If a program has increasing enrollment and retention at or above the average of 78.3 percent, then nothing will be done.
However, if a program is seeing declines in both that will require a plan to address that. Ultimately, he said, it could result in ending the program.
“The idea to have a continual analysis of programs,” Whitehead said. “That’s what program viability analysis is all about.”
For many faculty, though, the very name sounds ominous. What they fear is the kind of draconian cuts like those experienced at the University of Akron and Youngstown State where programs and tenured faculty positions were eliminated.
Whitehead assured the senate that the situations were different. Those institutions were facing serious budgetary problems.

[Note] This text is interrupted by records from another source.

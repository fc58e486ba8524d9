//! Property-based tests for operand remapping.
//!
//! Relabelling wires by a permutation and then by its inverse must give the
//! original circuit back, and relabelling never changes the circuit's shape.

use proptest::prelude::*;
use qarith_ir::{Circuit, QubitId};

/// Gate operations that can be applied to a circuit.
#[derive(Debug, Clone)]
enum GateOp {
    X(u32),
    H(u32),
    P(f64, u32),
    CX(u32, u32),
    CP(f64, u32, u32),
    Swap(u32, u32),
}

impl GateOp {
    fn apply(self, circuit: &mut Circuit) {
        match self {
            GateOp::X(q) => {
                let _ = circuit.x(QubitId(q));
            }
            GateOp::H(q) => {
                let _ = circuit.h(QubitId(q));
            }
            GateOp::P(theta, q) => {
                let _ = circuit.p(theta, QubitId(q));
            }
            GateOp::CX(c, t) => {
                let _ = circuit.cx(QubitId(c), QubitId(t));
            }
            GateOp::CP(theta, c, t) => {
                let _ = circuit.cp(theta, QubitId(c), QubitId(t));
            }
            GateOp::Swap(a, b) => {
                let _ = circuit.swap(QubitId(a), QubitId(b));
            }
        }
    }
}

/// Generate a random gate operation for a circuit with given number of qubits.
fn arb_gate_op(num_qubits: u32) -> impl Strategy<Value = GateOp> {
    let pair = (0..num_qubits, 0..num_qubits)
        .prop_filter("Operands must differ", |(a, b)| a != b);
    prop_oneof![
        (0..num_qubits).prop_map(GateOp::X),
        (0..num_qubits).prop_map(GateOp::H),
        (-3.0_f64..3.0, 0..num_qubits).prop_map(|(theta, q)| GateOp::P(theta, q)),
        pair.clone().prop_map(|(c, t)| GateOp::CX(c, t)),
        (-3.0_f64..3.0, pair.clone()).prop_map(|(theta, (c, t))| GateOp::CP(theta, c, t)),
        pair.prop_map(|(a, b)| GateOp::Swap(a, b)),
    ]
}

/// A circuit over 2-6 qubits together with a shuffled relabelling of its wires.
fn arb_circuit_and_permutation() -> impl Strategy<Value = (Circuit, Vec<u32>)> {
    (2_u32..=6).prop_flat_map(|num_qubits| {
        (
            prop::collection::vec(arb_gate_op(num_qubits), 1..=12),
            Just((0..num_qubits).collect::<Vec<u32>>()).prop_shuffle(),
        )
            .prop_map(move |(ops, perm)| {
                let mut circuit = Circuit::new("random", num_qubits);
                for op in ops {
                    op.apply(&mut circuit);
                }
                (circuit, perm)
            })
    })
}

fn invert(perm: &[u32]) -> Vec<u32> {
    let mut inverse = vec![0; perm.len()];
    for (i, &image) in perm.iter().enumerate() {
        inverse[image as usize] = i as u32;
    }
    inverse
}

proptest! {
    /// Remapping by a permutation and then by its inverse is the identity.
    #[test]
    fn test_remap_roundtrip((circuit, perm) in arb_circuit_and_permutation()) {
        let inverse = invert(&perm);
        let n = circuit.num_qubits();

        let moved = circuit
            .remap(n, |q| QubitId(perm[q.index()]))
            .expect("permuted operands stay in range");
        let back = moved
            .remap(n, |q| QubitId(inverse[q.index()]))
            .expect("inverse permutation stays in range");

        prop_assert_eq!(back.instructions(), circuit.instructions());
        prop_assert_eq!(back.num_qubits(), n);
    }

    /// Relabelling wires keeps gate counts and depth.
    #[test]
    fn test_remap_preserves_shape((circuit, perm) in arb_circuit_and_permutation()) {
        let moved = circuit
            .remap(circuit.num_qubits(), |q| QubitId(perm[q.index()]))
            .expect("permuted operands stay in range");

        prop_assert_eq!(moved.len(), circuit.len());
        prop_assert_eq!(moved.gate_counts(), circuit.gate_counts());
        prop_assert_eq!(moved.depth(), circuit.depth());
    }

    /// Embedding at permuted positions is the same as remapping.
    #[test]
    fn test_embed_matches_remap((circuit, perm) in arb_circuit_and_permutation()) {
        let n = circuit.num_qubits();
        let positions: Vec<QubitId> = perm.iter().map(|&q| QubitId(q)).collect();

        let mut outer = Circuit::new("outer", n);
        outer.embed(&circuit, &positions).expect("positions cover every wire");
        let moved = circuit
            .remap(n, |q| positions[q.index()])
            .expect("permuted operands stay in range");

        prop_assert_eq!(outer.instructions(), moved.instructions());
    }
}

In an interview after the meeting, David Jackson, president of the BGSU Faculty Association, said that “program viability” was “an unfortunate choice of words.”

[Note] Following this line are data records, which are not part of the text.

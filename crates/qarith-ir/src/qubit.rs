//! Qubit identifiers.

use serde::{Deserialize, Serialize};
use std::fmt;

/// Index of a wire in the flat, global qubit space of a circuit.
#[derive(Debug, Clone, Copy, PartialEq, Eq, PartialOrd, Ord, Hash, Serialize, Deserialize)]
pub struct QubitId(pub u32);

impl QubitId {
    /// The wire index as a `usize`, for bit arithmetic and slicing.
    pub fn index(self) -> usize {
        self.0 as usize
    }
}

impl fmt::Display for QubitId {
    fn fmt(&self, f: &mut fmt::Formatter<'_>) -> fmt::Result {
        write!(f, "q{}", self.0)
    }
}

impl From<u32> for QubitId {
    fn from(id: u32) -> Self {
        QubitId(id)
    }
}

The concern is that this push comes as the pandemic is slowly receding.
Programs may have declining enrollments because of the pandemic. “We’re worrying about programs being judged for factors beyond our control.”
He said the university is increasing the number of programs it offers at a time full-time undergraduate enrollment is declining, so there’s likely to be dips in the number of students in programs.
Any elimination of programs would have to be done following the procedures spelled out by the academic charter and the collective bargaining agreement with the faculty union, Whitehead told the senate.
Jackson said if any cuts are made the union would demand those provisions be followed completely.
Frey said that the state and “outside bodies” are so focused on those metrics raises questions. Does that penalize students who want to double major? What does the push to get students into professions mean for the humanities? Those humanities majors often continue their education in graduate school.
These are issues, he said, the senate’s Academic Affairs Committee will be considering.
“I’d just like to ask people to look at this is a positive way,” Whitehead said. “We’re trying to enhance what we’re doing here at Bowling Green State University so we can serve students … better and help them be more successful while they’re in college and also more successful when they graduate, and we want them to graduate in a timely manner.”
“Our hope and belief is that there is no master plan,” said Jackson. “That this is a real opportunity for the units to show why their program is necessary.”